Fort Edward is a village in Washington County, New York, United States. It is part of the Glens Falls Metropolitan Statistical Area. The village population was 3,375 at the 2010 census. The name is derived from the younger brother of King George III, Edward Augustus, Duke of York and Albany.

The village is part of the town of Fort Edward, which contains the county seat of Washington County just north of the village limits.

== History ==

=== Early history ===
Fort Edward has been strategically important during its history, for it commands the Hudson River and Champlain River valleys. The Hudson River at this point north is no longer a navigable waterway because of waterfalls and rapids. Historically, travelers through this area would leave the Hudson at Fort Edward and carry their canoes overland to Lake George. The Native Americans called the area around Fort Edward Wahcoloosencoochaleva, which means "The Great Carrying Place." Fort Edward's location was the most northerly point on the Hudson River for the early Dutch, and was near the boundary between the Province of New York and New France.

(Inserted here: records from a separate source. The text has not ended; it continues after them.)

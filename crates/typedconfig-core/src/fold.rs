//! Bottom-up construction of the configuration type
//!
//! Leaves are resolved first; after that each round resolves the branches
//! whose children are all resolved, until only the top-level fields are
//! left. Those become the fields of the root type.
//!
//! Copyright (c) 2025 TypedConfig Team
//! Licensed under the Apache-2.0 license

use crate::builtin::Builtins;
use crate::error::{Error, OptsPolicy, Result, SchemaWarning};
use crate::interpret::{Interpreter, ResolvedRule};
use crate::record::RecordType;
use crate::registry::{RegistryPlugin, TypeRegistry, ValidatorRegistry};
use crate::tree::{classify, is_reserved, leaves, NodePath};
use serde::{Deserialize, Serialize};
use serde_json::Value;
use std::collections::{BTreeMap, BTreeSet};
use std::path::PathBuf;
use tracing::{debug, info_span};

type Resolved = BTreeMap<NodePath, ResolvedRule>;

/// Options controlling type synthesis
#[derive(Debug, Clone, Copy, Default, PartialEq, Eq, Serialize, Deserialize)]
#[serde(default)]
pub struct BuildOptions {
    /// What to do with `opts` that are neither a sequence nor a mapping
    pub opts_policy: OptsPolicy,
}

/// Outcome of a synthesis, with what was noticed on the way
#[derive(Debug, Clone)]
pub struct Synthesis {
    pub config_type: RecordType,
    pub warnings: Vec<SchemaWarning>,
    /// Paths resolved in each round: the leaves first, then each ring of
    /// branches
    pub resolution_order: Vec<Vec<NodePath>>,
}

/// Synthesizes configuration types from rule documents
///
/// Holds the registries; one builder can serve any number of documents.
#[derive(Debug, Clone)]
pub struct TypeBuilder {
    types: TypeRegistry,
    validators: ValidatorRegistry,
    options: BuildOptions,
}

impl Default for TypeBuilder {
    fn default() -> Self {
        Self::new()
    }
}

impl TypeBuilder {
    /// A builder with the built-in types and validators
    pub fn new() -> Self {
        Self::empty().with_plugin(&Builtins)
    }

    /// A builder with empty registries
    pub fn empty() -> Self {
        Self {
            types: TypeRegistry::new(),
            validators: ValidatorRegistry::new(),
            options: BuildOptions::default(),
        }
    }

    pub fn with_plugin(mut self, plugin: &dyn RegistryPlugin) -> Self {
        plugin.register(&mut self.types, &mut self.validators);
        self
    }

    pub fn with_options(mut self, options: BuildOptions) -> Self {
        self.options = options;
        self
    }

    /// Resolve `ConfFilePath` values against this directory
    pub fn with_confdir(mut self, confdir: impl Into<PathBuf>) -> Self {
        self.types.set_confdir(confdir);
        self
    }

    pub fn options(&self) -> &BuildOptions {
        &self.options
    }

    pub fn types(&self) -> &TypeRegistry {
        &self.types
    }

    pub fn types_mut(&mut self) -> &mut TypeRegistry {
        &mut self.types
    }

    pub fn validators(&self) -> &ValidatorRegistry {
        &self.validators
    }

    pub fn validators_mut(&mut self) -> &mut ValidatorRegistry {
        &mut self.validators
    }

    /// Synthesize the configuration type of a rule document
    pub fn build(&self, document: &Value) -> Result<RecordType> {
        self.build_with_report(document).map(|synthesis| synthesis.config_type)
    }

    /// Synthesize, also returning warnings and the resolution order
    pub fn build_with_report(&self, document: &Value) -> Result<Synthesis> {
        let span = info_span!("synthesize");
        let _guard = span.enter();

        if !document.is_object() {
            return Err(Error::MalformedBranch {
                path: NodePath::root(),
                reason: "a rule document must be a mapping".to_string(),
            });
        }

        let mut interpreter = Interpreter::new(&self.types, &self.validators, self.options.opts_policy);
        let paths = classify(document);
        let leaf_set = leaves(&paths);
        debug!(nodes = paths.len(), leaves = leaf_set.len(), "classified rule document");

        let mut resolved = Resolved::new();
        for path in &leaf_set {
            let rule = lookup(document, path)?;
            resolved.insert(path.clone(), interpreter.resolve_leaf(path, rule)?);
        }
        let mut resolution_order = vec![leaf_set.iter().cloned().collect::<Vec<_>>()];

        let mut remaining: BTreeSet<NodePath> = paths.difference(&leaf_set).cloned().collect();
        while !remaining.is_empty() {
            let ring = leaves(&remaining);
            debug!(round = resolution_order.len(), branches = ring.len(), "resolving branch ring");
            resolved = resolve_ring(&mut interpreter, document, &ring, resolved)?;

            remaining = ring
                .iter()
                .filter_map(NodePath::parent)
                .filter(|parent| !parent.is_root())
                .chain(remaining.difference(&ring).cloned())
                .collect();
            resolution_order.push(ring.into_iter().collect());
        }

        let children = take_children(&mut resolved, &NodePath::root(), document)?;
        if let Some(path) = resolved.keys().next() {
            return Err(Error::internal(format!("'{}' was resolved but never used", path)));
        }
        let config_type = interpreter.resolve_root(document, children)?;

        let warnings = interpreter.into_warnings();
        debug!(
            fields = config_type.fields().len(),
            warnings = warnings.len(),
            "synthesized configuration type"
        );
        Ok(Synthesis {
            config_type,
            warnings,
            resolution_order,
        })
    }
}

/// Synthesize with the built-in types and validators
pub fn get_config_type(document: &Value) -> Result<RecordType> {
    TypeBuilder::new().build(document)
}

fn lookup<'d>(document: &'d Value, path: &NodePath) -> Result<&'d Value> {
    path.lookup(document)
        .ok_or_else(|| Error::internal(format!("classified path '{}' is not in the document", path)))
}

/// Resolve one ring of branches, moving their children into them
fn resolve_ring(
    interpreter: &mut Interpreter<'_>,
    document: &Value,
    ring: &BTreeSet<NodePath>,
    mut resolved: Resolved,
) -> Result<Resolved> {
    for path in ring {
        let declaration = lookup(document, path)?;
        let children = take_children(&mut resolved, path, declaration)?;
        let rule = interpreter.resolve_branch(path, declaration, children)?;
        resolved.insert(path.clone(), rule);
    }
    Ok(resolved)
}

/// Remove the children of a branch from the map, in declaration order
fn take_children(
    resolved: &mut Resolved,
    path: &NodePath,
    declaration: &Value,
) -> Result<Vec<(String, ResolvedRule)>> {
    let Value::Object(map) = declaration else {
        return Err(Error::MalformedBranch {
            path: path.clone(),
            reason: "expected a mapping of fields".to_string(),
        });
    };

    map.keys()
        .filter(|key| !is_reserved(key))
        .map(|key| {
            let child = path.child(key.as_str());
            resolved
                .remove(&child)
                .map(|rule| (key.clone(), rule))
                .ok_or_else(|| Error::internal(format!("'{}' was not resolved before its parent", child)))
        })
        .collect()
}

#[cfg(test)]
mod tests {
    use super::*;
    use serde_json::json;

    #[test]
    fn test_three_levels_resolve_bottom_up() {
        let document = json!({"a": {"b": {"c": {"type": "int"}}}});
        let synthesis = TypeBuilder::new().build_with_report(&document).unwrap();

        let order: Vec<Vec<String>> = synthesis
            .resolution_order
            .iter()
            .map(|round| round.iter().map(NodePath::to_string).collect())
            .collect();
        assert_eq!(order, [vec!["a.b.c"], vec!["a.b"], vec!["a"]]);

        let a = synthesis.config_type.field("a").unwrap();
        let a_t = a.ty.as_record().unwrap();
        assert_eq!(a_t.name(), "a_t");
        assert_eq!(a_t.field("b").unwrap().ty.as_record().unwrap().name(), "b_t");
    }

    #[test]
    fn test_uneven_depths() {
        let document = json!({
            "top": {
                "shallow": {"type": "int"},
                "deep": {"deeper": {"leaf": {"type": "str"}}},
            },
            "flat": {"type": "bool"},
        });
        let synthesis = TypeBuilder::new().build_with_report(&document).unwrap();
        assert_eq!(synthesis.resolution_order.len(), 4);

        let record = synthesis
            .config_type
            .from_document(&json!({
                "top": {"shallow": 1, "deep": {"deeper": {"leaf": "x"}}},
                "flat": true,
            }))
            .unwrap();
        assert_eq!(
            record.lookup("top.deep.deeper.leaf").map(|v| v.to_value()),
            Some(json!("x"))
        );
    }

    #[test]
    fn test_caller_document_is_untouched() {
        let document = json!({"run": {"mode": {"type": "str"}}});
        let before = document.clone();
        get_config_type(&document).unwrap();
        assert_eq!(document, before);
    }

    #[test]
    fn test_non_mapping_root() {
        let err = get_config_type(&json!(["a"])).unwrap_err();
        assert!(matches!(err, Error::MalformedBranch { ref path, .. } if path.is_root()));
    }

    #[test]
    fn test_empty_document() {
        let config_t = get_config_type(&json!({})).unwrap();
        assert!(config_t.fields().is_empty());
        assert!(config_t.from_document(&json!({})).is_ok());
    }
}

As early as 1709 during Queen Anne's War, a stockade (Fort Nicholson) was erected in the area due to its strategic importance. Fort Nicholson was garrisoned by 450 men, including seven companies of “regulars in scarlet uniform from old England.” A crude stockade was built to protect storehouses and log huts. It was later abandoned and then re-constructed in 1731 as Fort Lydius, the trading post of John Lydius, a fur trader from Albany. In 1755, the fortification was reconstructed as Fort Lyman during the French and Indian War. However, Sir William Johnson that same year renamed it Fort Edward. Also at this time, a large military complex was constructed on nearby Roger's Island. Today this site is listed on the National Register of Historic Places (NRHP). Another smaller fort was constructed on the opposite shore of the Hudson River.

During the American Revolution, the area was taken by British forces under John Burgoyne in 1777.

=== Post Colonial history ===
The completion of the Champlain Canal, in 1823, linked the areas to the north and south, and replaced a smaller canal that bypassed local rapids.

The village of Fort Edward incorporated in 1849, setting itself off from the town of Fort Edward.

===The Old Fort House Museum===

The Old Fort House Museum Campus on Lower Broadway in the village is home to the Fort Edward Historical Association. It houses:
- The Old Fort House, built in 1772 from timbers salvaged from the abandoned Fort Edward,
- An 1840s Plank Road Tollhouse,
- The 1853 law office of a Washington County Judge who practiced law in Fort Edward,
- The one-room Riverside Schoolhouse,
- The Cronkhite Pavilion, which features Native American, military, and historic displays regarding the Fort Edward area, and
- The Fort Edward Water Works Barn, which houses exhibits on early transportation and farming.

==Geography==

According to the United States Census Bureau, the village has a total area of 1.9 square miles (5.0 km^{2}), of which 1.8 square miles (4.6 km^{2}) is land and 0.1 square mile (0.4 km^{2}) (7.25%) is water.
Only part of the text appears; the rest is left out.